Practical Skills from Aikido

I read on social media of another friend injured (though fortunately not badly) in a fall, and once again I want to teach everyone I know how to fall. Of course, even if you know how to fall, you can still injure yourself, but the odds are you will minimize the damage.

Everyone falls. Look at toddlers learning how to walk. They fall all the time. We get better at walking, but we still trip on things.

Doctors tell old people not to fall, but of course that’s useless advice. What people need to know — and to learn with their bodies — is how to fall safely so that we don’t hit the back of our heads or reach out to catch our whole body weight on a wrist.

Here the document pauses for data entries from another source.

//! Scenario data structures and CSV loading

mod data;
pub mod loader;

pub use data::{Scenario, ScenarioParameters, ScenarioType, DEFAULT_INFLATION_RATE_PCT};
pub use loader::{load_scenarios, load_scenarios_from_reader, load_default_scenarios};
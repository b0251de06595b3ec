//! Alert definitions, evaluation, and the on-demand check pass
//!
//! - **evaluator**: pure predicate over an alert condition and projected figures
//! - **monitor**: walks a user's alerts, triggers the ones whose condition holds,
//!   schedules reminders, and produces notifications
//! - **notification**: notification records and an in-memory inbox

mod types;
mod evaluator;
pub mod monitor;
mod notification;
pub mod loader;

pub use types::{Alert, AlertCondition, AlertStatus, AlertType};
pub use evaluator::evaluate;
pub use monitor::{check_alerts, CheckReport};
pub use notification::{Notification, NotificationInbox, NotificationType};
pub use loader::{load_alerts, load_alerts_from_reader, load_default_alerts, write_alerts, write_alerts_to_writer};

The first thing you learn in Aikido training is how to fall. Judo players learn this as well, and I assume most jujitsu teaches it. It’s a vital skill for fighting arts, but more than that it’s a vital skill for human beings.

You have to learn it with your body, because in the instant moment of a fall, you don’t have time to think; you just fall. Years of experience helps, but even a small amount of solid training will make a difference. Bodies remember.

I understand that physical therapists teach falling in The Netherlands. They should teach it here. Even better, though, teach it in schools. But since so many old people didn’t learn it in school, teach it at senior centers.

One thing I remember in watching a kids’ aikido class was the children teaching each other to fall by protecting their partner throughout a throw. That’s a useful thing to learn, too, with applications far beyond the physical.

The other thing I’m glad I know from martial arts is how to physically defend myself. You are not going to intimidate me with physical threats or body size. That usually means no actual fight will happen.

I sometimes take this to extremes by responding to aggression with too much aggression myself. Even though I know there are better responses (all those years of Aikido), I do resent people — mostly men — assuming they can intimidate me.

You can’t. You really can’t. I am afraid of many things, but I am not physically afraid of some guy looming over me.

(The many things include viruses, wars, fires, tornadoes, earthquakes, hurricanes. A hurricane hit Acapulco last week after blowing up from a tropical storm to a category 5 in less than a day. That’s scary.)

(I forgot to mention right-wing extremists committed to destroying democracy. Those people scare the hell out of me.)

Another thing I gleaned from years of martial arts is how to pay attention. If you’re going to be a pedestrian even in a city that qualifies as walkable, you have to pay attention.

I agree with those who say that’s not fair, just as I agree with those who say it’s outrageous that women have to learn to defend themselves because men are abusive.

But on the other hand, even compact cars outweigh me by a huge amount and so many people drive SUVs. And I have noticed a huge increase in drivers completely ignoring stop signs, not to mention crosswalks, and even traffic signals.

I haven’t noticed much of a change in male violence against women, either.

So I am glad I know how to pay attention and how to protect myself and how to fall. We need to change the laws and behavior, but we can’t wait for that to happen to stay safe.

2 thoughts on “Practical Skills from Aikido

  1. We were taught how to fall at school. Every time I fall, I think I might have done myself severe damage, but the worst I’ve done is break a single finger and be bruised – obviously that training sticks. Not as well as it should, but enough.